The key to exfoliating is to not overdo it! Unlike a cleanser or SPF moisturizer, you do not want or need to use an exfoliant every day.
Instead, exfoliants are best used no more than four times a week to prevent damaging your skin. For stronger exfoliants, like glycolic acid, you may consider using it just twice a week.
The key is to pay attention to how your skin feels when you apply it. If you notice stinging or immediate redness or irritation, then you will want to switch to a milder exfoliant like lactic acid.
Use exfoliants at night, after cleansing your face, and always follow it with an SPF moisturizer. In the next section, we’ll walk you through the proper steps to take to exfoliate the right way.
How to Properly Exfoliate Your Face and Body
Please keep in mind that exfoliants should only be used as part of your nighttime skincare routine. These are the steps you’ll want to follow to ensure you don’t accidentally cause damage to your skin when using an exfoliant.

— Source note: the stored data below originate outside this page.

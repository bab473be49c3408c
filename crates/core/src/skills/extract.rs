//! Bullet-list parsers for the two extraction stages.

use regex::Regex;
use std::collections::HashSet;
use std::sync::LazyLock;

use crate::state::StylizedFact;

static BULLET: LazyLock<Regex> = LazyLock::new(|| Regex::new(r"^-\s*").expect("Invalid regex"));

/// Separators between a fact and its description: spaced dash or em dash, or a colon
static FACT_SEPARATOR: LazyLock<Regex> =
    LazyLock::new(|| Regex::new(r"\s[—:\-]\s|:\s|\s—\s").expect("Invalid regex"));

fn bullet_lines(text: &str) -> impl Iterator<Item = String> + '_ {
    text.lines()
        .map(str::trim)
        .filter(|line| line.starts_with('-'))
        .map(|line| BULLET.replace(line, "").trim().to_string())
}

/// Parse `- Fact — Description` bullets, dropping duplicates
pub fn parse_facts(text: &str) -> Vec<StylizedFact> {
    let mut seen = HashSet::new();
    let mut facts = Vec::new();

    for line in bullet_lines(text) {
        let mut parts = FACT_SEPARATOR.split(&line);
        let Some(fact) = parts.next().map(str::trim) else {
            continue;
        };
        let description = parts.collect::<Vec<_>>().join(" ").trim().to_string();
        if fact.is_empty() || description.is_empty() {
            continue;
        }

        let fact = StylizedFact {
            fact: fact.to_string(),
            description,
        };
        if seen.insert((fact.fact.clone(), fact.description.clone())) {
            facts.push(fact);
        }
    }
    facts
}

/// Parse `- question` bullets, dropping duplicates
pub fn parse_questions(text: &str) -> Vec<String> {
    let mut seen = HashSet::new();
    bullet_lines(text)
        .filter(|q| !q.is_empty())
        .filter(|q| seen.insert(q.clone()))
        .collect()
}
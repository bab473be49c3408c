//! Default prompt templates bundled at compile time, and the renderer that
//! fills their `{key}` tokens.
//!
//! Templates can be replaced per stage through
//! `CoordinatorConfig::prompt_overrides`; the defaults here are used otherwise.

use regex::{Captures, Regex};
use std::collections::HashMap;
use std::sync::LazyLock;

use crate::swarm::pipeline::StageId;

/// Substituted for any token whose value is absent or empty
pub const FALLBACK_MARKER: &str = "--- ---";

/// Search - brief literature scan of the topic
pub const SEARCH: &str = include_str!("defaults/search.md");

/// Learnings - stylized facts from the research summary
pub const LEARNINGS: &str = include_str!("defaults/learnings.md");

/// Opportunity Analysis - gap assessment and the continue/research-again call
pub const OPPORTUNITY_ANALYSIS: &str = include_str!("defaults/opportunity_analysis.md");

/// Proposer - concrete research directions
pub const PROPOSER: &str = include_str!("defaults/proposer.md");

/// Novelty Checker - compares the proposal against existing work
pub const NOVELTY_CHECKER: &str = include_str!("defaults/novelty_checker.md");

/// Aggregator - final report
pub const AGGREGATOR: &str = include_str!("defaults/aggregator.md");

/// Facts Extractor - bullet list of facts from the final report
pub const FACTS_EXTRACTOR: &str = include_str!("defaults/facts_extractor.md");

/// Questions Extractor - bullet list of questions from the final report
pub const QUESTIONS_EXTRACTOR: &str = include_str!("defaults/questions_extractor.md");

/// Default template for a stage
pub fn template_for(stage: StageId) -> &'static str {
    match stage {
        StageId::Search => SEARCH,
        StageId::Learnings => LEARNINGS,
        StageId::OpportunityAnalysis => OPPORTUNITY_ANALYSIS,
        StageId::Proposer => PROPOSER,
        StageId::NoveltyChecker => NOVELTY_CHECKER,
        StageId::Aggregator => AGGREGATOR,
        StageId::FactsExtractor => FACTS_EXTRACTOR,
        StageId::QuestionsExtractor => QUESTIONS_EXTRACTOR,
    }
}

/// All default prompts keyed by stage
pub fn all_defaults() -> Vec<(StageId, &'static str)> {
    StageId::ORDER
        .iter()
        .map(|stage| (*stage, template_for(*stage)))
        .collect()
}

static TOKEN: LazyLock<Regex> =
    LazyLock::new(|| Regex::new(r"\{([A-Za-z0-9_]+)\}").expect("Invalid regex"));

/// Fill every `{key}` token in one pass.
///
/// Substituted values are never rescanned, so a value containing `{topic}`
/// stays literal.
pub fn render(template: &str, values: &HashMap<&str, String>) -> String {
    TOKEN
        .replace_all(template, |caps: &Captures| {
            match values.get(&caps[1]).map(|v| v.as_str()) {
                Some(value) if !value.is_empty() => value.to_string(),
                _ => FALLBACK_MARKER.to_string(),
            }
        })
        .into_owned()
}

Step 1: Cleanse your face. For exfoliating acids to work best, remove makeup dirt and impurities from your skin with a gentle cleanser.
Step 2: Small circular motions. When exfoliating with a cotton round, you want to apply with small, circular motions using your fingers. Exfoliate for about 30 seconds. If you experience sensitivity, rinse off water.
The key here is to be gentle and not scrub your face too harshly. You just want to remove the dead skin cells at the top of the surface.
Step 3: Apply a SPF moisturizer. After exfoliating at night, you want to apply a moisturizer to protect your skin from sun damage. Remember, exfoliants remove the dead skin cells, which can leave your skin more sensitive to the sun. When exfoliating at night, you want to add an SPF moisturizer in the morning.
The Best Exfoliating Products
Rather than using exfoliating scrubs, we recommend instead using a liquid or fruit acid based exfoliant. Here are the top three to consider:
Glycolic acid. Naturally found in sugar cane, pineapple and papaya, glycolic acid helps to remove the top layer of dead skin that carries the most damage. This also helps to even out the skin tone and brighten your complexion. Add it to your skincare routine and use it to exfoliate 3-4 nights a week, after cleansing.
Lactic acid. This is one of the mildest exfoliants you can use, making it an ideal fit for all skin types. Found naturally in fermented vegetables, lactic acid does a fantastic job of lifting the darkened skin cells from your face, leaving your skin looking brighter. This is best used 3-4 times per week, as part of your nighttime skincare routine.
Salicylic acid. This is especially effective for oily and acne-prone skin. Naturally found in the bark of willow tree, salicylic acid can penetrate the oils that sit on top of the skin, and fatty build up clogging pores. It works by clearing out clogged pores by dissolving the oil holding onto any dead skin cells. Plus, salicylic acid is a known anti-inflammatory and antibacterial, making it perfect for calming down existing breakouts and preventing more from happening.
So, if you’re not exfoliating right now as part of your skincare routine, now’s the time to add one in. The key to caring for your skin is to prep, preserve, and protect your skin. Cleansers and exfoliants help to prep your skin so that you can use other products like retinoids and moisturizers to both preserve and protect your skin from sun damage.